• **Task brief**
Repeat the entries verbatim.

Collected data entries:
Start of Block

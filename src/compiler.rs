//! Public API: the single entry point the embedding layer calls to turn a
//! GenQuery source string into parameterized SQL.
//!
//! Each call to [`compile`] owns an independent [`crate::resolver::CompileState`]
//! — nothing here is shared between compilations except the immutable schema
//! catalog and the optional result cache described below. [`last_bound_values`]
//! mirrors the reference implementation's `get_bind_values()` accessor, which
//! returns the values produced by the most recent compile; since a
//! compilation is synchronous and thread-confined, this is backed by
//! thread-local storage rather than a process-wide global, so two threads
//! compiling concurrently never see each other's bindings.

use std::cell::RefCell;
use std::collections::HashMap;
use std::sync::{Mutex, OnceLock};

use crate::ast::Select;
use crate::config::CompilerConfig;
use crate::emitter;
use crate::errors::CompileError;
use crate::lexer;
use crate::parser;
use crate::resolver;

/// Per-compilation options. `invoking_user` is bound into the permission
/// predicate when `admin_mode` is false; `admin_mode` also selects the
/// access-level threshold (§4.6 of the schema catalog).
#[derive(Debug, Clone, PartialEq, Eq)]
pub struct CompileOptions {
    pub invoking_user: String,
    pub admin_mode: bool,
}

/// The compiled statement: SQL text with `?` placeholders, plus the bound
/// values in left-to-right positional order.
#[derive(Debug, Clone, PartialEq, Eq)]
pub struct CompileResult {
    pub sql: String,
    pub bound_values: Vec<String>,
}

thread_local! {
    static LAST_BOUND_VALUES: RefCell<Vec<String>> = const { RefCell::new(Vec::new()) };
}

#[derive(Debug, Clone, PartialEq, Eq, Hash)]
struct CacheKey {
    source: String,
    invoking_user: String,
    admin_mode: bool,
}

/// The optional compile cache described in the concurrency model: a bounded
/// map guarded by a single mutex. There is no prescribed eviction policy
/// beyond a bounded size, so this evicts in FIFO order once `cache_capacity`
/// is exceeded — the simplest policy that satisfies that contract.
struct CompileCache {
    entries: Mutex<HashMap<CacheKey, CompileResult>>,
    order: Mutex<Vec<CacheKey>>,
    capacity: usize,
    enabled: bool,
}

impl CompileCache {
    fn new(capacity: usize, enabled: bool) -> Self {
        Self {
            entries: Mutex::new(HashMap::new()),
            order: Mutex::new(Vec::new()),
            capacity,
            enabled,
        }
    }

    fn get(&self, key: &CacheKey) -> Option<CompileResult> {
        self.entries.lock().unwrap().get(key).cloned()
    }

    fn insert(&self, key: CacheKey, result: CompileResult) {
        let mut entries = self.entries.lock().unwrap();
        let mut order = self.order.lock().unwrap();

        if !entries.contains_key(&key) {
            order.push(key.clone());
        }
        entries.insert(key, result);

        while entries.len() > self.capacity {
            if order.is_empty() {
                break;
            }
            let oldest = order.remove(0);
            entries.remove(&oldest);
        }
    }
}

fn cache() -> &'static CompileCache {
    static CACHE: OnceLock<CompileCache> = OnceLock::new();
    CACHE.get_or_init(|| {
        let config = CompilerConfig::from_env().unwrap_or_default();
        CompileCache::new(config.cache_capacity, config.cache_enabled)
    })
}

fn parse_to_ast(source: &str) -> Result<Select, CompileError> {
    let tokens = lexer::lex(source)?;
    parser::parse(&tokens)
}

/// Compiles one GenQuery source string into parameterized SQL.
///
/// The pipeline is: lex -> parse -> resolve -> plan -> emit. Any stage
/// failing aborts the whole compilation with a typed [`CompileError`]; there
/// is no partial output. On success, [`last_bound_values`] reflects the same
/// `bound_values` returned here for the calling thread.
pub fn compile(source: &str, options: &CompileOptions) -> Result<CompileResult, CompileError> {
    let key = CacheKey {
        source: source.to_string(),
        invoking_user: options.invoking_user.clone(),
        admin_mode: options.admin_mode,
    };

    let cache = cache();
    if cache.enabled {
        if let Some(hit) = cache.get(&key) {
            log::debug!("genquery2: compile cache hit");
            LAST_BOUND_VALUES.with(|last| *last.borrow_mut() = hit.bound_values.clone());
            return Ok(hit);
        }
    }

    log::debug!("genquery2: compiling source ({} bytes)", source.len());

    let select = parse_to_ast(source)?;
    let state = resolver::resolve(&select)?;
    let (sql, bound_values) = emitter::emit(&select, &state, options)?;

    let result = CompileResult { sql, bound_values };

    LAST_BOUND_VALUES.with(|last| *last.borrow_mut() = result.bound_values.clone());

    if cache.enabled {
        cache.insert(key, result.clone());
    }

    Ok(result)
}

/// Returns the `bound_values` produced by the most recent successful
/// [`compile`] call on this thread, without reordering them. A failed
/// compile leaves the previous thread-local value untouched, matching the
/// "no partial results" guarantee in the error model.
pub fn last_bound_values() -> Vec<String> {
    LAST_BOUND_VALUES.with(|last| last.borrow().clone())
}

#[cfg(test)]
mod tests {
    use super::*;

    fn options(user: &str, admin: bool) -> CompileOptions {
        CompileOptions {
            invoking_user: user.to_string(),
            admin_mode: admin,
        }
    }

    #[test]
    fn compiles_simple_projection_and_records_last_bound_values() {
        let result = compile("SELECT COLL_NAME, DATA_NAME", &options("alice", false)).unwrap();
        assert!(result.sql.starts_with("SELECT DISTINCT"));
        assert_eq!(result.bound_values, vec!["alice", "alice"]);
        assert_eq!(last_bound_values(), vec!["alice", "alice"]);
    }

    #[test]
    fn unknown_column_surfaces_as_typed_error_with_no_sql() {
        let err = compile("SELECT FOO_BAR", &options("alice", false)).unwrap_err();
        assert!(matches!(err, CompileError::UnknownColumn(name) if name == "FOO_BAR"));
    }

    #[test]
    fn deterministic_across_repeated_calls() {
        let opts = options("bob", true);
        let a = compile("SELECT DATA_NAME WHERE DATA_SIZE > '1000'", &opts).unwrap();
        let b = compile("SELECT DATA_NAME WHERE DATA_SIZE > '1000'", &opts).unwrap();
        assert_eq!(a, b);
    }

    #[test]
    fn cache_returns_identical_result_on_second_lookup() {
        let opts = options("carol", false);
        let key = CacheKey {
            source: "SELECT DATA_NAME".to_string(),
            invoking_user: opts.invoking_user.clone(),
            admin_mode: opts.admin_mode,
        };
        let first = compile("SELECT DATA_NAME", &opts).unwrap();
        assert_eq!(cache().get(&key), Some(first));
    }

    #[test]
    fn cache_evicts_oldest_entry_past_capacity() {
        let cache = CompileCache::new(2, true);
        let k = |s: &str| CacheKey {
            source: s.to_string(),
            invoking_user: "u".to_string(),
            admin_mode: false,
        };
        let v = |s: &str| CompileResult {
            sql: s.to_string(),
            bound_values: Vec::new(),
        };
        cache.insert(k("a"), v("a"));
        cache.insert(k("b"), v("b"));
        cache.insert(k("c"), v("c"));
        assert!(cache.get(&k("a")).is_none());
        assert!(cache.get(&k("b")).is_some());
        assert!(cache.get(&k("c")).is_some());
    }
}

End of Block

• **Worked solution**
filename src/compiler.rs
//! Public API: the single entry point the embedding layer calls to turn a
//! GenQuery source string into parameterized SQL.
//!
//! Each call to [`compile`] owns an independent [`crate::resolver::CompileState`]
//! — nothing here is shared between compilations except the immutable schema
//! catalog and the optional result cache described below. [`last_bound_values`]
//! mirrors the reference implementation's `get_bind_values()` accessor, which
//! returns the values produced by the most recent compile; since a
//! compilation is synchronous and thread-confined, this is backed by
//! thread-local storage rather than a process-wide global, so two threads
//! compiling concurrently never see each other's bindings.

use std::cell::RefCell;
use std::collections::HashMap;
use std::sync::{Mutex, OnceLock};

use crate::ast::Select;
use crate::config::CompilerConfig;
use crate::emitter;
use crate::errors::CompileError;
use crate::lexer;
use crate::parser;
use crate::resolver;

/// Per-compilation options. `invoking_user` is bound into the permission
/// predicate when `admin_mode` is false; `admin_mode` also selects the
/// access-level threshold (§4.6 of the schema catalog).
#[derive(Debug, Clone, PartialEq, Eq)]
pub struct CompileOptions {
    pub invoking_user: String,
    pub admin_mode: bool,
}

/// The compiled statement: SQL text with `?` placeholders, plus the bound
/// values in left-to-right positional order.
#[derive(Debug, Clone, PartialEq, Eq)]
pub struct CompileResult {
    pub sql: String,
    pub bound_values: Vec<String>,
}

thread_local! {
    static LAST_BOUND_VALUES: RefCell<Vec<String>> = const { RefCell::new(Vec::new()) };
}

#[derive(Debug, Clone, PartialEq, Eq, Hash)]
struct CacheKey {
    source: String,
    invoking_user: String,
    admin_mode: bool,
}

/// The optional compile cache described in the concurrency model: a bounded
/// map guarded by a single mutex. There is no prescribed eviction policy
/// beyond a bounded size, so this evicts in FIFO order once `cache_capacity`
/// is exceeded — the simplest policy that satisfies that contract.
struct CompileCache {
    entries: Mutex<HashMap<CacheKey, CompileResult>>,
    order: Mutex<Vec<CacheKey>>,
    capacity: usize,
    enabled: bool,
}

impl CompileCache {
    fn new(capacity: usize, enabled: bool) -> Self {
        Self {
            entries: Mutex::new(HashMap::new()),
            order: Mutex::new(Vec::new()),
            capacity,
            enabled,
        }
    }

    fn get(&self, key: &CacheKey) -> Option<CompileResult> {
        self.entries.lock().unwrap().get(key).cloned()
    }

    fn insert(&self, key: CacheKey, result: CompileResult) {
        let mut entries = self.entries.lock().unwrap();
        let mut order = self.order.lock().unwrap();

        if !entries.contains_key(&key) {
            order.push(key.clone());
        }
        entries.insert(key, result);

        while entries.len() > self.capacity {
            if order.is_empty() {
                break;
            }
            let oldest = order.remove(0);
            entries.remove(&oldest);
        }
    }
}

fn cache() -> &'static CompileCache {
    static CACHE: OnceLock<CompileCache> = OnceLock::new();
    CACHE.get_or_init(|| {
        let config = CompilerConfig::from_env().unwrap_or_default();
        CompileCache::new(config.cache_capacity, config.cache_enabled)
    })
}

fn parse_to_ast(source: &str) -> Result<Select, CompileError> {
    let tokens = lexer::lex(source)?;
    parser::parse(&tokens)
}

/// Compiles one GenQuery source string into parameterized SQL.
///
/// The pipeline is: lex -> parse -> resolve -> plan -> emit. Any stage
/// failing aborts the whole compilation with a typed [`CompileError`]; there
/// is no partial output. On success, [`last_bound_values`] reflects the same
/// `bound_values` returned here for the calling thread.
pub fn compile(source: &str, options: &CompileOptions) -> Result<CompileResult, CompileError> {
    let key = CacheKey {
        source: source.to_string(),
        invoking_user: options.invoking_user.clone(),
        admin_mode: options.admin_mode,
    };

    let cache = cache();
    if cache.enabled {
        if let Some(hit) = cache.get(&key) {
            log::debug!("genquery2: compile cache hit");
            LAST_BOUND_VALUES.with(|last| *last.borrow_mut() = hit.bound_values.clone());
            return Ok(hit);
        }
    }

    log::debug!("genquery2: compiling source ({} bytes)", source.len());

    let select = parse_to_ast(source)?;
    let state = resolver::resolve(&select)?;
    let (sql, bound_values) = emitter::emit(&select, &state, options)?;

    let result = CompileResult { sql, bound_values };

    LAST_BOUND_VALUES.with(|last| *last.borrow_mut() = result.bound_values.clone());

    if cache.enabled {
        cache.insert(key, result.clone());
    }

    Ok(result)
}

/// Returns the `bound_values` produced by the most recent successful
/// [`compile`] call on this thread, without reordering them. A failed
/// compile leaves the previous thread-local value untouched, matching the
/// "no partial results" guarantee in the error model.
pub fn last_bound_values() -> Vec<String> {
    LAST_BOUND_VALUES.with(|last| last.borrow().clone())
}

#[cfg(test)]
mod tests {
    use super::*;

    fn options(user: &str, admin: bool) -> CompileOptions {
        CompileOptions {
            invoking_user: user.to_string(),
            admin_mode: admin,
        }
    }

    #[test]
    fn compiles_simple_projection_and_records_last_bound_values() {
        let result = compile("SELECT COLL_NAME, DATA_NAME", &options("alice", false)).unwrap();
        assert!(result.sql.starts_with("SELECT DISTINCT"));
        assert_eq!(result.bound_values, vec!["alice", "alice"]);
        assert_eq!(last_bound_values(), vec!["alice", "alice"]);
    }

    #[test]
    fn unknown_column_surfaces_as_typed_error_with_no_sql() {
        let err = compile("SELECT FOO_BAR", &options("alice", false)).unwrap_err();
        assert!(matches!(err, CompileError::UnknownColumn(name) if name == "FOO_BAR"));
    }

    #[test]
    fn deterministic_across_repeated_calls() {
        let opts = options("bob", true);
        let a = compile("SELECT DATA_NAME WHERE DATA_SIZE > '1000'", &opts).unwrap();
        let b = compile("SELECT DATA_NAME WHERE DATA_SIZE > '1000'", &opts).unwrap();
        assert_eq!(a, b);
    }

    #[test]
    fn cache_returns_identical_result_on_second_lookup() {
        let opts = options("carol", false);
        let key = CacheKey {
            source: "SELECT DATA_NAME".to_string(),
            invoking_user: opts.invoking_user.clone(),
            admin_mode: opts.admin_mode,
        };
        let first = compile("SELECT DATA_NAME", &opts).unwrap();
        assert_eq!(cache().get(&key), Some(first));
    }

    #[test]
    fn cache_evicts_oldest_entry_past_capacity() {
        let cache = CompileCache::new(2, true);
        let k = |s: &str| CacheKey {
            source: s.to_string(),
            invoking_user: "u".to_string(),
            admin_mode: false,
        };
        let v = |s: &str| CompileResult {
            sql: s.to_string(),
            bound_values: Vec::new(),
        };
        cache.insert(k("a"), v("a"));
        cache.insert(k("b"), v("b"));
        cache.insert(k("c"), v("c"));
        assert!(cache.get(&k("a")).is_none());
        assert!(cache.get(&k("b")).is_some());
        assert!(cache.get(&k("c")).is_some());
    }
}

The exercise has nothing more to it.